Fanatik boleh, tetapi jangan buta. Fanatisme yang buta hanya menjadikan kita seperti kuda dengan penutup mata: berjalan lurus tanpa pernah melihat kanan dan kiri. Padahal, tidak semua jalan lurus berujung pada tujuan. Ada kalanya ia buntu. Dan pada titik itu, dibutuhkan keberanian untuk berhenti, menilai ulang, lalu mencari jalan lain.
Setiap gerakan lahir dari zamannya, dan akan terus diuji oleh perubahan. Tidak ada gerakan yang sempurna, sebab kesempurnaan hanyalah milik nilai, bukan praktik manusia. Tanpa pembaruan, cita-cita besar hanya akan tinggal sebagai wacana: indah didengar, tetapi kosong dalam kenyataan.
Kompleksitas zaman tak pernah selesai dalam satu generasi. Keterbatasan usia menuntut adanya estafet perjuangan. Maka generasi muda tidak cukup hanya mewarisi semangat; ia harus mampu beradaptasi, mentransformasikan nilai, dan membaca arah zaman tanpa tercerabut dari akar.
Di titik inilah pembaruan menjadi keniscayaan. Ia bukan pengkhianatan terhadap tradisi, melainkan cara menjaga ruhnya tetap hidup dalam tubuh zaman yang terus berubah.

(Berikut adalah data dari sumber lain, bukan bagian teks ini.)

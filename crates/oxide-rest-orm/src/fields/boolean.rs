//! Boolean fields.

use oxide_rest_core::{ParseValueError, Scalar};

use super::Field;

impl Field {
    /// A boolean column.
    ///
    /// Accepts `1 t T TRUE true True` and `0 f F FALSE false False`.
    pub fn boolean(name: impl Into<String>) -> Self {
        Self::new(name, |raw: &str| match raw {
            "1" | "t" | "T" | "TRUE" | "true" | "True" => Ok(Scalar::Bool(true)),
            "0" | "f" | "F" | "FALSE" | "false" | "False" => Ok(Scalar::Bool(false)),
            _ => Err(ParseValueError::new(raw, "invalid boolean")),
        })
    }
}
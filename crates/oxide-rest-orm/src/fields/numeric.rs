//! Integer and floating point fields.

use oxide_rest_core::ToScalar;

use super::{invalid, Field};

macro_rules! integer_field {
    ($($(#[$doc:meta])* $fn_name:ident => $ty:ty;)*) => {
        impl Field {
            $(
                $(#[$doc])*
                pub fn $fn_name(name: impl Into<String>) -> Self {
                    Self::new(name, |raw: &str| {
                        raw.parse::<$ty>()
                            .map(ToScalar::to_scalar)
                            .map_err(|e| invalid(raw, e))
                    })
                }
            )*
        }
    };
}

integer_field! {
    /// An 8-bit signed integer column.
    int8 => i8;
    /// A 16-bit signed integer column.
    int16 => i16;
    /// A 32-bit signed integer column.
    int32 => i32;
    /// A 64-bit signed integer column.
    int64 => i64;
    /// An 8-bit unsigned integer column.
    uint8 => u8;
    /// A 16-bit unsigned integer column.
    uint16 => u16;
    /// A 32-bit unsigned integer column.
    uint32 => u32;
    /// A 64-bit unsigned integer column.
    uint64 => u64;
}

macro_rules! float_field {
    ($($(#[$doc:meta])* $fn_name:ident => $ty:ty;)*) => {
        impl Field {
            $(
                $(#[$doc])*
                ///
                /// `inf` and `NaN` are rejected: they have no SQL literal.
                pub fn $fn_name(name: impl Into<String>) -> Self {
                    Self::new(name, |raw: &str| {
                        let f = raw.parse::<$ty>().map_err(|e| invalid(raw, e))?;
                        if f.is_finite() {
                            Ok(f.to_scalar())
                        } else {
                            Err(invalid(raw, "not a finite number"))
                        }
                    })
                }
            )*
        }
    };
}

float_field! {
    /// A single precision float column.
    float32 => f32;
    /// A double precision float column.
    float64 => f64;
}

#[cfg(test)]
mod tests {
    use oxide_rest_core::Scalar;

    use super::*;

    #[test]
    fn test_integer_ranges() {
        assert_eq!(Field::int8("n").parse("-128").unwrap(), Scalar::Int(-128));
        assert!(Field::int8("n").parse("128").is_err());
        assert_eq!(Field::uint8("n").parse("255").unwrap(), Scalar::UInt(255));
        assert!(Field::uint8("n").parse("-1").is_err());
        assert!(Field::int16("n").parse("40000").is_err());
        assert_eq!(Field::int32("n").parse("40000").unwrap(), Scalar::Int(40000));
        assert_eq!(
            Field::uint64("n").parse("18446744073709551615").unwrap(),
            Scalar::UInt(u64::MAX)
        );
        assert_eq!(Field::int64("n").parse("-9").unwrap(), Scalar::Int(-9));
    }

    #[test]
    fn test_integers_reject_text() {
        assert!(Field::int64("n").parse("1 OR 1=1").is_err());
        assert!(Field::uint32("n").parse("").is_err());
        assert!(Field::int16("n").parse("1.5").is_err());
    }

    #[test]
    fn test_floats() {
        assert_eq!(Field::float64("x").parse("2.5").unwrap(), Scalar::Float(2.5));
        assert_eq!(Field::float32("x").parse("0.5").unwrap(), Scalar::Float(0.5));
        assert_eq!(Field::float64("x").parse("3").unwrap(), Scalar::Float(3.0));
        assert!(Field::float64("x").parse("abc").is_err());
    }

    #[test]
    fn test_floats_reject_non_finite() {
        for raw in ["inf", "-inf", "infinity", "NaN", "1e400"] {
            assert!(Field::float64("x").parse(raw).is_err(), "{raw}");
        }
        assert!(Field::float32("x").parse("1e39").is_err());
        assert!(Field::float32("x").parse("nan").is_err());
    }

    #[test]
    fn test_parse_error_names_value() {
        let err = Field::int32("n").parse("abc").unwrap_err();
        assert_eq!(err.value, "abc");
    }
}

Sebab pada akhirnya, seperti burung yang memilih langitnya sendiri, manusia pun akan selalu dihadapkan pada pilihan: hidup nyaman dalam sangkar, atau terbang bebas dengan segala risikonya.
“Dan sejarah tidak pernah ditulis oleh mereka yang jinak, melainkan oleh mereka yang berani terbang”?